O expressivo aumento no uso dos defensivos aconteceu no mesmo período em que o cultivo de transgênicos deu seu grande salto no país. Desde 2005, ano em que o Brasil aprovou sua Lei de Biossegurança, a área plantada com sementes geneticamente modificadas mais do que triplicou, de 9,4 milhões para 32 milhões de hectares. Só o cultivo do milho transgênico com a tecnologia BT – que protege as plantações dos ataques de lagartas e dispensa o uso de inseticidas para esse fim- saltou de zero para quase 10 milhões de hectares, de acordo com os últimos dados da consultoria Céleres.

Anderson Galvão, CEO da Céleres, afirma que não há contradição no aumento das vendas tanto de transgênicos quanto de agroquímicos. “Embora a biotecnologia pressuponha um menor uso de defensivos, a base inicial é muito baixa”, justifica. Ele pondera que, até meados da última década – anos de vacas magras na agricultura brasileira -, os produtores aplicavam menos químicos do que o necessário para combater as pragas nas lavouras devido à necessidade de cortar custos.

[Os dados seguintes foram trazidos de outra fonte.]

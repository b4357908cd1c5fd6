//! Batches: buffered units of read or write work.
//!
//! A write batch queues `put`/`delete`/`delete_range` and commits them as one
//! substrate transaction on `flush()`. A read batch queues `get`s and answers
//! all of them from one read-only transaction. Destroyed batches hand their
//! core back to the State's [`pool::BatchPool`].

pub mod pool;

use crate::core::{BatchKind, DbError, Result};
use crate::session::SessionInner;
use crate::snapshot::Snapshot;
use crate::state::State;
use crate::substrate::{Direction, SubstrateTransaction, TransactionMode};
use std::future::Future;
use std::ops::Bound;
use std::pin::Pin;
use std::sync::Arc;
use std::task::{Context, Poll};
use tokio::sync::oneshot;
use tracing::debug;

/// Queued write, addressed by object store name
#[derive(Debug, Clone, PartialEq, Eq)]
pub enum WriteOp {
    Put {
        store: String,
        key: Vec<u8>,
        value: Vec<u8>,
    },
    Delete {
        store: String,
        key: Vec<u8>,
    },
    /// Half-open `[start, end)`
    DeleteRange {
        store: String,
        start: Vec<u8>,
        end: Vec<u8>,
    },
}

impl WriteOp {
    pub fn store(&self) -> &str {
        match self {
            WriteOp::Put { store, .. }
            | WriteOp::Delete { store, .. }
            | WriteOp::DeleteRange { store, .. } => store,
        }
    }

    fn apply(&self, txn: &mut SubstrateTransaction) -> Result<()> {
        match self {
            WriteOp::Put { store, key, value } => txn.put(store, key, value),
            WriteOp::Delete { store, key } => txn.delete(store, key),
            WriteOp::DeleteRange { store, start, end } => {
                let mut cursor = txn.open_cursor(
                    store,
                    Bound::Included(start.clone()),
                    Bound::Excluded(end.clone()),
                    Direction::Next,
                )?;
                while cursor.advance()?.is_some() {
                    cursor.delete()?;
                }
                Ok(())
            }
        }
    }
}

#[derive(Debug)]
pub(crate) struct ReadRequest {
    store: String,
    key: Vec<u8>,
    reply: oneshot::Sender<Result<Option<Vec<u8>>>>,
}

/// The poolable part of a batch: identity plus its operation queues
#[derive(Debug)]
pub struct BatchCore {
    id: u64,
    kind: BatchKind,
    writes: Vec<WriteOp>,
    reads: Vec<ReadRequest>,
}

impl BatchCore {
    pub fn new(id: u64, kind: BatchKind) -> Self {
        Self {
            id,
            kind,
            writes: Vec::new(),
            reads: Vec::new(),
        }
    }

    pub fn id(&self) -> u64 {
        self.id
    }

    pub fn kind(&self) -> BatchKind {
        self.kind
    }

    pub fn pending(&self) -> usize {
        self.writes.len() + self.reads.len()
    }

    /// Clear queued work. Pending reads resolve with an error.
    pub fn reset(&mut self) {
        self.writes.clear();
        self.reads.clear();
    }
}

/// Result of a queued `get`, settled by the batch's `flush()`
#[derive(Debug)]
pub struct PendingRead {
    rx: oneshot::Receiver<Result<Option<Vec<u8>>>>,
}

impl Future for PendingRead {
    type Output = Result<Option<Vec<u8>>>;

    fn poll(mut self: Pin<&mut Self>, cx: &mut Context<'_>) -> Poll<Self::Output> {
        match Pin::new(&mut self.rx).poll(cx) {
            Poll::Ready(Ok(result)) => Poll::Ready(result),
            Poll::Ready(Err(_)) => Poll::Ready(Err(DbError::InvalidState(
                "batch was destroyed before the read was flushed".into(),
            ))),
            Poll::Pending => Poll::Pending,
        }
    }
}

pub struct Batch {
    state: Arc<State>,
    core: Option<BatchCore>,
    column_family: String,
    snapshot: Option<Snapshot>,
    session: Option<Arc<SessionInner>>,
    auto_destroy: bool,
}

impl std::fmt::Debug for Batch {
    fn fmt(&self, f: &mut std::fmt::Formatter<'_>) -> std::fmt::Result {
        f.debug_struct("Batch")
            .field("core", &self.core)
            .field("column_family", &self.column_family)
            .field("auto_destroy", &self.auto_destroy)
            .finish()
    }
}

impl Batch {
    pub(crate) fn new(
        state: Arc<State>,
        core: BatchCore,
        column_family: &str,
        snapshot: Option<Snapshot>,
        session: Option<Arc<SessionInner>>,
    ) -> Self {
        Self {
            state,
            core: Some(core),
            column_family: column_family.to_string(),
            snapshot,
            session,
            auto_destroy: false,
        }
    }

    /// Destroy this batch right after its first `flush()`
    pub fn auto_destroy(mut self) -> Self {
        self.auto_destroy = true;
        self
    }

    /// Pool identity of the underlying core; stable across reuse
    pub fn id(&self) -> Option<u64> {
        self.core.as_ref().map(|c| c.id())
    }

    pub fn kind(&self) -> Option<BatchKind> {
        self.core.as_ref().map(|c| c.kind())
    }

    pub fn is_write(&self) -> bool {
        self.kind().map(|k| k.is_write()).unwrap_or(false)
    }

    pub fn is_destroyed(&self) -> bool {
        self.core.is_none()
    }

    pub fn pending(&self) -> usize {
        self.core.as_ref().map(|c| c.pending()).unwrap_or(0)
    }

    pub fn column_family(&self) -> &str {
        &self.column_family
    }

    fn check_usable(&self) -> Result<()> {
        if self.state.is_closed() {
            return Err(self.state.closed_error());
        }
        if let Some(session) = &self.session {
            if session.is_closed() {
                return Err(DbError::Closed("session is closed".into()));
            }
        }
        if let Some(snapshot) = &self.snapshot {
            if snapshot.is_closed() {
                return Err(DbError::Closed(format!("snapshot {} is closed", snapshot.id())));
            }
        }
        Ok(())
    }

    fn core_mut(&mut self, kind: BatchKind) -> Result<&mut BatchCore> {
        self.check_usable()?;
        let core = self
            .core
            .as_mut()
            .ok_or_else(|| DbError::InvalidState("batch is destroyed".into()))?;
        if core.kind != kind {
            return Err(DbError::InvalidState(format!(
                "operation needs a {} batch, this one is {}",
                kind, core.kind
            )));
        }
        Ok(core)
    }

    fn push_write(&mut self, op: WriteOp) -> Result<()> {
        self.core_mut(BatchKind::Write)?.writes.push(op);
        Ok(())
    }

    pub fn put(&mut self, key: impl AsRef<[u8]>, value: impl AsRef<[u8]>) -> Result<()> {
        let column_family = self.column_family.clone();
        self.put_cf(&column_family, key, value)
    }

    pub fn put_cf(
        &mut self,
        column_family: &str,
        key: impl AsRef<[u8]>,
        value: impl AsRef<[u8]>,
    ) -> Result<()> {
        let store = self.state.store_name(column_family)?;
        self.push_write(WriteOp::Put {
            store,
            key: key.as_ref().to_vec(),
            value: value.as_ref().to_vec(),
        })
    }

    pub fn delete(&mut self, key: impl AsRef<[u8]>) -> Result<()> {
        let column_family = self.column_family.clone();
        self.delete_cf(&column_family, key)
    }

    pub fn delete_cf(&mut self, column_family: &str, key: impl AsRef<[u8]>) -> Result<()> {
        let store = self.state.store_name(column_family)?;
        self.push_write(WriteOp::Delete {
            store,
            key: key.as_ref().to_vec(),
        })
    }

    /// Delete every key in `[start, end)`
    pub fn delete_range(&mut self, start: impl AsRef<[u8]>, end: impl AsRef<[u8]>) -> Result<()> {
        let column_family = self.column_family.clone();
        self.delete_range_cf(&column_family, start, end)
    }

    pub fn delete_range_cf(
        &mut self,
        column_family: &str,
        start: impl AsRef<[u8]>,
        end: impl AsRef<[u8]>,
    ) -> Result<()> {
        let store = self.state.store_name(column_family)?;
        self.push_write(WriteOp::DeleteRange {
            store,
            start: start.as_ref().to_vec(),
            end: end.as_ref().to_vec(),
        })
    }

    /// Queue a point read. The returned future settles after `flush()`.
    pub fn get(&mut self, key: impl AsRef<[u8]>) -> Result<PendingRead> {
        let column_family = self.column_family.clone();
        self.get_cf(&column_family, key)
    }

    pub fn get_cf(&mut self, column_family: &str, key: impl AsRef<[u8]>) -> Result<PendingRead> {
        let store = self.state.store_name(column_family)?;
        let (reply, rx) = oneshot::channel();
        self.core_mut(BatchKind::Read)?.reads.push(ReadRequest {
            store,
            key: key.as_ref().to_vec(),
            reply,
        });
        Ok(PendingRead { rx })
    }

    /// Commit queued writes, or answer queued reads
    pub async fn flush(&mut self) -> Result<()> {
        self.check_usable()?;
        let core = self
            .core
            .as_mut()
            .ok_or_else(|| DbError::InvalidState("batch is destroyed".into()))?;
        let kind = core.kind;
        let id = core.id;

        let result = match kind {
            BatchKind::Write => {
                let writes = std::mem::take(&mut core.writes);
                self.commit_writes(id, writes).await
            }
            BatchKind::Read => {
                let reads = std::mem::take(&mut core.reads);
                self.answer_reads(reads).await
            }
        };

        if self.auto_destroy {
            self.destroy();
        }
        result
    }

    async fn commit_writes(&self, id: u64, writes: Vec<WriteOp>) -> Result<()> {
        if writes.is_empty() {
            return Ok(());
        }
        if self.state.is_read_only() {
            return Err(DbError::ReadOnly(format!(
                "'{}' was opened read-only",
                self.state.path()
            )));
        }

        let mut stores: Vec<String> = Vec::new();
        for op in &writes {
            if !stores.iter().any(|s| s == op.store()) {
                stores.push(op.store().to_string());
            }
        }
        self.state.ensure_column_families(&stores).await?;

        let mut access = self.state.begin(&stores, TransactionMode::ReadWrite).await?;
        for op in &writes {
            if let Err(e) = op.apply(&mut access.txn) {
                access.txn.abort();
                return Err(e);
            }
        }
        access.txn.commit().await?;
        debug!(batch = id, ops = writes.len(), "write batch committed");
        Ok(())
    }

    async fn answer_reads(&self, reads: Vec<ReadRequest>) -> Result<()> {
        if reads.is_empty() {
            return Ok(());
        }

        let stores: Vec<String> = reads.iter().map(|r| r.store.clone()).collect();
        let access = match self.state.begin(&stores, TransactionMode::ReadOnly).await {
            Ok(access) => access,
            Err(e) => {
                for read in reads {
                    let _ = read.reply.send(Err(e.clone()));
                }
                return Err(e);
            }
        };

        for read in reads {
            let value = if access.missing.contains(&read.store) {
                Ok(None)
            } else {
                access.txn.get(&read.store, &read.key)
            };
            // The caller may have dropped its PendingRead
            let _ = read.reply.send(value);
        }
        Ok(())
    }

    /// Release this batch. Its core goes back to the pool if there is room.
    pub fn destroy(&mut self) {
        if let Some(core) = self.core.take() {
            self.state.free_batch(core, self.auto_destroy);
        }
    }
}

impl Drop for Batch {
    fn drop(&mut self) {
        if let Some(core) = self.core.take() {
            self.state.free_batch(core, true);
        }
    }
}

#[cfg(test)]
mod tests {
    use super::*;
    use crate::config::EngineConfig;
    use crate::substrate::MemorySubstrate;

    fn state() -> Arc<State> {
        let config = EngineConfig::new().substrate(MemorySubstrate::new());
        State::new("batch-tests", config).unwrap()
    }

    async fn write_batch(state: &Arc<State>) -> Batch {
        let core = state.create_batch(BatchKind::Write).unwrap();
        Batch::new(Arc::clone(state), core, "default", None, None)
    }

    async fn read_batch(state: &Arc<State>) -> Batch {
        let core = state.create_batch(BatchKind::Read).unwrap();
        Batch::new(Arc::clone(state), core, "default", None, None)
    }

    #[tokio::test]
    async fn test_put_then_get() {
        let state = state();
        let mut batch = write_batch(&state).await;
        batch.put(b"k", b"v").unwrap();
        batch.flush().await.unwrap();

        let mut reads = read_batch(&state).await;
        let hit = reads.get(b"k").unwrap();
        let miss = reads.get(b"nope").unwrap();
        reads.flush().await.unwrap();

        assert_eq!(hit.await.unwrap(), Some(b"v".to_vec()));
        assert_eq!(miss.await.unwrap(), None);
    }

    #[tokio::test]
    async fn test_delete_range_is_half_open() {
        let state = state();
        let mut batch = write_batch(&state).await;
        for key in ["aa", "ab", "ac", "ba", "bb", "bc"] {
            batch.put(key, b"x").unwrap();
        }
        batch.flush().await.unwrap();

        batch.delete_range("a", "b").unwrap();
        batch.flush().await.unwrap();

        let mut reads = read_batch(&state).await;
        let pending: Vec<_> = ["aa", "ab", "ac", "ba", "bb", "bc"]
            .iter()
            .map(|k| reads.get(k).unwrap())
            .collect();
        reads.flush().await.unwrap();

        let mut present = Vec::new();
        for (key, read) in ["aa", "ab", "ac", "ba", "bb", "bc"].iter().zip(pending) {
            if read.await.unwrap().is_some() {
                present.push(*key);
            }
        }
        assert_eq!(present, vec!["ba", "bb", "bc"]);
    }

    #[tokio::test]
    async fn test_get_on_write_batch_is_rejected() {
        let state = state();
        let mut batch = write_batch(&state).await;
        assert!(matches!(batch.get(b"k"), Err(DbError::InvalidState(_))));
    }

    #[tokio::test]
    async fn test_destroy_returns_core_to_pool() {
        let state = state();
        let mut batch = write_batch(&state).await;
        let id = batch.id();
        batch.destroy();
        assert!(batch.is_destroyed());
        assert!(matches!(batch.put(b"k", b"v"), Err(DbError::InvalidState(_))));

        let again = write_batch(&state).await;
        assert_eq!(again.id(), id);
    }

    #[tokio::test]
    async fn test_destroy_fails_pending_reads() {
        let state = state();
        let mut batch = read_batch(&state).await;
        let pending = batch.get(b"k").unwrap();
        batch.destroy();
        assert!(matches!(pending.await, Err(DbError::InvalidState(_))));
    }

    #[tokio::test]
    async fn test_auto_destroy_after_flush() {
        let state = state();
        let mut batch = write_batch(&state).await.auto_destroy();
        batch.put(b"k", b"v").unwrap();
        batch.flush().await.unwrap();
        assert!(batch.is_destroyed());
        assert_eq!(state.batch_pool_stats().unwrap().pooled_write, 1);
    }

    #[tokio::test]
    async fn test_write_to_new_column_family_materializes_store() {
        let state = state();
        let mut batch = write_batch(&state).await;
        batch.put_cf("users", b"alice", b"1").unwrap();
        batch.flush().await.unwrap();

        let names = state.substrate().object_store_names(state.path()).unwrap();
        assert!(names.contains(&"users".to_string()));
        assert!(names.contains(&"default".to_string()));
    }
}
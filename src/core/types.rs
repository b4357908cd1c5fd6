use serde::{Deserialize, Serialize};
use std::ops::Bound;

/// Name of the column family every State starts with
pub const DEFAULT_COLUMN_FAMILY: &str = "default";

/// A key/value pair produced by reads and iterators
#[derive(Debug, Clone, PartialEq, Eq, Hash, Serialize, Deserialize)]
pub struct Entry {
    pub key: Vec<u8>,
    pub value: Vec<u8>,
}

impl Entry {
    pub fn new(key: impl Into<Vec<u8>>, value: impl Into<Vec<u8>>) -> Self {
        Self {
            key: key.into(),
            value: value.into(),
        }
    }
}

/// Kind of a batch; also selects which pool a freed batch returns to
#[derive(Debug, Clone, Copy, PartialEq, Eq, Hash)]
pub enum BatchKind {
    Read,
    Write,
}

impl BatchKind {
    pub fn is_write(&self) -> bool {
        matches!(self, BatchKind::Write)
    }
}

impl std::fmt::Display for BatchKind {
    fn fmt(&self, f: &mut std::fmt::Formatter<'_>) -> std::fmt::Result {
        match self {
            BatchKind::Read => write!(f, "read"),
            BatchKind::Write => write!(f, "write"),
        }
    }
}

/// Key range with the `gt/gte/lt/lte` vocabulary of the emulated engine.
///
/// When both an inclusive and an exclusive bound are set on the same side,
/// the exclusive one wins.
#[derive(Debug, Clone, Default, PartialEq, Eq)]
pub struct KeyRange {
    pub gt: Option<Vec<u8>>,
    pub gte: Option<Vec<u8>>,
    pub lt: Option<Vec<u8>>,
    pub lte: Option<Vec<u8>>,
}

impl KeyRange {
    pub fn all() -> Self {
        Self::default()
    }

    /// Half-open `[start, end)`
    pub fn half_open(start: impl Into<Vec<u8>>, end: impl Into<Vec<u8>>) -> Self {
        Self::default().gte(start).lt(end)
    }

    pub fn gt(mut self, key: impl Into<Vec<u8>>) -> Self {
        self.gt = Some(key.into());
        self
    }

    pub fn gte(mut self, key: impl Into<Vec<u8>>) -> Self {
        self.gte = Some(key.into());
        self
    }

    pub fn lt(mut self, key: impl Into<Vec<u8>>) -> Self {
        self.lt = Some(key.into());
        self
    }

    pub fn lte(mut self, key: impl Into<Vec<u8>>) -> Self {
        self.lte = Some(key.into());
        self
    }

    pub fn lower_bound(&self) -> Bound<Vec<u8>> {
        match (&self.gt, &self.gte) {
            (Some(k), _) => Bound::Excluded(k.clone()),
            (None, Some(k)) => Bound::Included(k.clone()),
            (None, None) => Bound::Unbounded,
        }
    }

    pub fn upper_bound(&self) -> Bound<Vec<u8>> {
        match (&self.lt, &self.lte) {
            (Some(k), _) => Bound::Excluded(k.clone()),
            (None, Some(k)) => Bound::Included(k.clone()),
            (None, None) => Bound::Unbounded,
        }
    }

    pub fn contains(&self, key: &[u8]) -> bool {
        let above = match self.lower_bound() {
            Bound::Included(k) => key >= k.as_slice(),
            Bound::Excluded(k) => key > k.as_slice(),
            Bound::Unbounded => true,
        };
        let below = match self.upper_bound() {
            Bound::Included(k) => key <= k.as_slice(),
            Bound::Excluded(k) => key < k.as_slice(),
            Bound::Unbounded => true,
        };
        above && below
    }
}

Com o aumento da renda nos últimos anos, no entanto, os produtores puderam investir mais no trato das plantações. “Não fosse a biotecnologia, esse crescimento teria sido ainda maior”, garante. “O fato é que a intensidade tecnológica da produção está crescendo. O que tínhamos antes era um problema de subdosagem”, afirma Ivan Sampaio, gerente de informação do Sindag.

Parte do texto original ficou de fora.